Espinosa, sin embargo, sigue recortando. Lo hace como quien rescata caracolas en una playa que se vacía. «Sigo conservando las que utilizan la esquela como vía de comunicación de su fallecimiento», dice. Su archivo es, sin proponérselo, una radiografía sentimental de medio siglo de España: sus miedos, sus manías, su educación y su sentido del decoro. En una época que premia lo inmediato y lo digital, las esquelas eran el último gesto de formalidad, de palabra impresa y cuidada.
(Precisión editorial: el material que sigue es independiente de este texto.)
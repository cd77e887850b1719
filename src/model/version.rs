use std::{
    cmp::Ordering,
    fmt::{Display, Formatter, Result as FmtResult},
};

/// The market a game release belongs to.
#[derive(Copy, Clone, Debug, PartialEq, Eq, Hash, PartialOrd, Ord)]
#[cfg_attr(feature = "serde", derive(serde::Serialize, serde::Deserialize))]
pub enum Region {
    #[cfg_attr(feature = "serde", serde(rename = "jp"))]
    Japan,
    #[cfg_attr(feature = "serde", serde(rename = "intl"))]
    International,
    #[cfg_attr(feature = "serde", serde(rename = "cn"))]
    China,
}

/// A game release within a [`Region`].
///
/// Versions of the same region are ordered by `(major, minor, release)`
/// where a missing `release` comes before any sub-increment. Comparing
/// versions of different regions is meaningless, hence [`Version`] does not
/// implement [`Ord`]; use [`Version::cmp_release`] instead.
#[derive(Copy, Clone, Debug, PartialEq, Eq, Hash)]
#[cfg_attr(feature = "serde", derive(serde::Serialize, serde::Deserialize))]
pub struct Version {
    pub region: Region,
    pub major: u32,
    pub minor: u32,
    #[cfg_attr(feature = "serde", serde(default))]
    pub release: Option<u32>,
}

impl Version {
    pub const fn new(region: Region, major: u32, minor: u32) -> Self {
        Self {
            region,
            major,
            minor,
            release: None,
        }
    }

    /// Specify the release sub-increment.
    #[must_use]
    pub const fn with_release(mut self, release: u32) -> Self {
        self.release = Some(release);

        self
    }

    /// The numeric form `major * 100 + minor`, e.g. `215` for `2.15`.
    ///
    /// The release sub-increment is ignored so this doubles as the
    /// "version floor" a game's latest release is compared by.
    pub const fn numeric(&self) -> u32 {
        self.major * 100 + self.minor
    }

    /// Key to identify a release regardless of sub-increments.
    pub const fn major_minor(&self) -> (u32, u32) {
        (self.major, self.minor)
    }

    /// Chronological ordering within a region.
    pub fn cmp_release(&self, other: &Self) -> Ordering {
        (self.major, self.minor, self.release).cmp(&(other.major, other.minor, other.release))
    }
}

impl Display for Version {
    fn fmt(&self, f: &mut Formatter<'_>) -> FmtResult {
        write!(f, "{}.{:02}", self.major, self.minor)?;

        if let Some(release) = self.release {
            write!(f, ".{release:02}")?;
        }

        Ok(())
    }
}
Cada línea era una carta a los vivos y una nota al pie de la historia personal. «Tener una buena esquela», bromea Espinosa, «es como tener una buena foto de carné: no te cambia la vida, pero te representa».

Hoy, las esquelas conviven con la era digital y podrían describirse como un híbrido de lo antiguo y lo moderno: siguen publicándose en muchos diarios regionales y nacionales, pero ya no son únicamente ese rectángulo negro silente en blanco y negro, sino que ahora coexisten con portales online, secciones «Esquelas» en webs de periódicos, listas actualizadas al minuto de difuntos, post en redes sociales, condolencias y ceremonias. La muerte, como todo lo demás, también ha aprendido a actualizarse en tiempo real.

A veces son un tuit que anuncia con delicadeza una ausencia, una foto en Instagram con un corazón negro, o un mensaje de WhatsApp que empieza con un «te tengo que contar algo». El gesto ha cambiado, pero la intención sigue siendo la misma: comunicar una pérdida y, al hacerlo, mantener viva la memoria de quien se fue. En cada publicación, cada palabra elegida o cada emoji discreto, late el mismo impulso antiguo de recordar con cariño, de despedirse compartiendo el dolor, y de convertir el adiós en una forma moderna —y emocionalmente humana— de permanencia.